Directions ::
Please write out the data below once more, exactly as it stands.

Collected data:
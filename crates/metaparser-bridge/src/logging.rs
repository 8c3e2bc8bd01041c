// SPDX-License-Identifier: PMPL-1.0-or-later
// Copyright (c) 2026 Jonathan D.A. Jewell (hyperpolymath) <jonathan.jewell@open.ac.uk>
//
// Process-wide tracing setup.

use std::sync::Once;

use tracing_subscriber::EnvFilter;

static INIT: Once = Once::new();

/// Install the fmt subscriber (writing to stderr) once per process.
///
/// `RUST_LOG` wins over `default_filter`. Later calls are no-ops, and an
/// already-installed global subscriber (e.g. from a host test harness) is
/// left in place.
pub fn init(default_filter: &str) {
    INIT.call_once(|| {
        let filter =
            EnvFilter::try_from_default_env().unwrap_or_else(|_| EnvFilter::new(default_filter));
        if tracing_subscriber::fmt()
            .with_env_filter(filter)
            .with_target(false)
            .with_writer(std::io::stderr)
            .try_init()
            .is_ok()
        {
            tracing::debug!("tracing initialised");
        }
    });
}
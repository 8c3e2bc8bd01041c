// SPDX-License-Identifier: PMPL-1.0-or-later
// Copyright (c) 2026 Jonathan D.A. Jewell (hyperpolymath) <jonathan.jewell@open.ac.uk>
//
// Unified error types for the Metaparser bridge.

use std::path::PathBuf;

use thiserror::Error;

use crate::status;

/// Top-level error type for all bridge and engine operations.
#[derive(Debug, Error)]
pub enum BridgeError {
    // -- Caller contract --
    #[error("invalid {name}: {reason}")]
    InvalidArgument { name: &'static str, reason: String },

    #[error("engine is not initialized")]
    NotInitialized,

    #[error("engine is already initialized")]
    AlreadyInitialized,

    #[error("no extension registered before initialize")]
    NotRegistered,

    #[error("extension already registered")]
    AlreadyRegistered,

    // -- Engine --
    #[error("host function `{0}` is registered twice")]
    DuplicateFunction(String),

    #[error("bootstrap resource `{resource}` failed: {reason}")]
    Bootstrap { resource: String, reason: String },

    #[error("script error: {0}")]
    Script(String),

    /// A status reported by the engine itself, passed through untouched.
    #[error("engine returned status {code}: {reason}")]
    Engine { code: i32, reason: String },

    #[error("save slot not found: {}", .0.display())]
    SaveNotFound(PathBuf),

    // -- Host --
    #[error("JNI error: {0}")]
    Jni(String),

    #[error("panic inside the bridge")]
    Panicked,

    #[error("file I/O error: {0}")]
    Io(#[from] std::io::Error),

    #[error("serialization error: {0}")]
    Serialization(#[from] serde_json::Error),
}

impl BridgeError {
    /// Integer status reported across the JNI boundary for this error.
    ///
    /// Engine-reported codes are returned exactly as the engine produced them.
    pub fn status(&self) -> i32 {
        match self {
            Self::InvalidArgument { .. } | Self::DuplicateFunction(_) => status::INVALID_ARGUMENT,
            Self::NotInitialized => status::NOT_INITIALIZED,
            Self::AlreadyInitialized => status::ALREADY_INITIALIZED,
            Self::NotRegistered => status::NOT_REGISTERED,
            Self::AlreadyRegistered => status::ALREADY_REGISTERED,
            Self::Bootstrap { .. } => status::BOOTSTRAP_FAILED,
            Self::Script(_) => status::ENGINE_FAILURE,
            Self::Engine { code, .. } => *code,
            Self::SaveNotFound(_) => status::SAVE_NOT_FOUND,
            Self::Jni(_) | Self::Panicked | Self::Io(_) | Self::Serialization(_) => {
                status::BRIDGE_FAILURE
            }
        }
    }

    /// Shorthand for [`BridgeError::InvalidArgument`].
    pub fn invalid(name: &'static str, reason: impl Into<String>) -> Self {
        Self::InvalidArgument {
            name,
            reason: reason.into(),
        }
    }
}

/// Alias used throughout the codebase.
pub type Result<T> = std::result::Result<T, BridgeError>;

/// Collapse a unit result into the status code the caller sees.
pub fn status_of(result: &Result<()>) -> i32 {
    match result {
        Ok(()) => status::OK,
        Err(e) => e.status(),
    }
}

Task solution ::
filename crates/metaparser-bridge/src/logging.rs
repository 8c3e2bc8bd01041c
// SPDX-License-Identifier: PMPL-1.0-or-later
// Copyright (c) 2026 Jonathan D.A. Jewell (hyperpolymath) <jonathan.jewell@open.ac.uk>
//
// Process-wide tracing setup.

use std::sync::Once;

use tracing_subscriber::EnvFilter;

static INIT: Once = Once::new();

/// Install the fmt subscriber (writing to stderr) once per process.
///
/// `RUST_LOG` wins over `default_filter`. Later calls are no-ops, and an
/// already-installed global subscriber (e.g. from a host test harness) is
/// left in place.
pub fn init(default_filter: &str) {
    INIT.call_once(|| {
        let filter =
            EnvFilter::try_from_default_env().unwrap_or_else(|_| EnvFilter::new(default_filter));
        if tracing_subscriber::fmt()
            .with_env_filter(filter)
            .with_target(false)
            .with_writer(std::io::stderr)
            .try_init()
            .is_ok()
        {
            tracing::debug!("tracing initialised");
        }
    });
}
repository 8c3e2bc8bd01041c
// SPDX-License-Identifier: PMPL-1.0-or-later
// Copyright (c) 2026 Jonathan D.A. Jewell (hyperpolymath) <jonathan.jewell@open.ac.uk>
//
// Unified error types for the Metaparser bridge.

use std::path::PathBuf;

use thiserror::Error;

use crate::status;

/// Top-level error type for all bridge and engine operations.
#[derive(Debug, Error)]
pub enum BridgeError {
    // -- Caller contract --
    #[error("invalid {name}: {reason}")]
    InvalidArgument { name: &'static str, reason: String },

    #[error("engine is not initialized")]
    NotInitialized,

    #[error("engine is already initialized")]
    AlreadyInitialized,

    #[error("no extension registered before initialize")]
    NotRegistered,

    #[error("extension already registered")]
    AlreadyRegistered,

    // -- Engine --
    #[error("host function `{0}` is registered twice")]
    DuplicateFunction(String),

    #[error("bootstrap resource `{resource}` failed: {reason}")]
    Bootstrap { resource: String, reason: String },

    #[error("script error: {0}")]
    Script(String),

    /// A status reported by the engine itself, passed through untouched.
    #[error("engine returned status {code}: {reason}")]
    Engine { code: i32, reason: String },

    #[error("save slot not found: {}", .0.display())]
    SaveNotFound(PathBuf),

    // -- Host --
    #[error("JNI error: {0}")]
    Jni(String),

    #[error("panic inside the bridge")]
    Panicked,

    #[error("file I/O error: {0}")]
    Io(#[from] std::io::Error),

    #[error("serialization error: {0}")]
    Serialization(#[from] serde_json::Error),
}

impl BridgeError {
    /// Integer status reported across the JNI boundary for this error.
    ///
    /// Engine-reported codes are returned exactly as the engine produced them.
    pub fn status(&self) -> i32 {
        match self {
            Self::InvalidArgument { .. } | Self::DuplicateFunction(_) => status::INVALID_ARGUMENT,
            Self::NotInitialized => status::NOT_INITIALIZED,
            Self::AlreadyInitialized => status::ALREADY_INITIALIZED,
            Self::NotRegistered => status::NOT_REGISTERED,
            Self::AlreadyRegistered => status::ALREADY_REGISTERED,
            Self::Bootstrap { .. } => status::BOOTSTRAP_FAILED,
            Self::Script(_) => status::ENGINE_FAILURE,
            Self::Engine { code, .. } => *code,
            Self::SaveNotFound(_) => status::SAVE_NOT_FOUND,
            Self::Jni(_) | Self::Panicked | Self::Io(_) | Self::Serialization(_) => {
                status::BRIDGE_FAILURE
            }
        }
    }

    /// Shorthand for [`BridgeError::InvalidArgument`].
    pub fn invalid(name: &'static str, reason: impl Into<String>) -> Self {
        Self::InvalidArgument {
            name,
            reason: reason.into(),
        }
    }
}

/// Alias used throughout the codebase.
pub type Result<T> = std::result::Result<T, BridgeError>;

/// Collapse a unit result into the status code the caller sees.
pub fn status_of(result: &Result<()>) -> i32 {
    match result {
        Ok(()) => status::OK,
        Err(e) => e.status(),
    }
}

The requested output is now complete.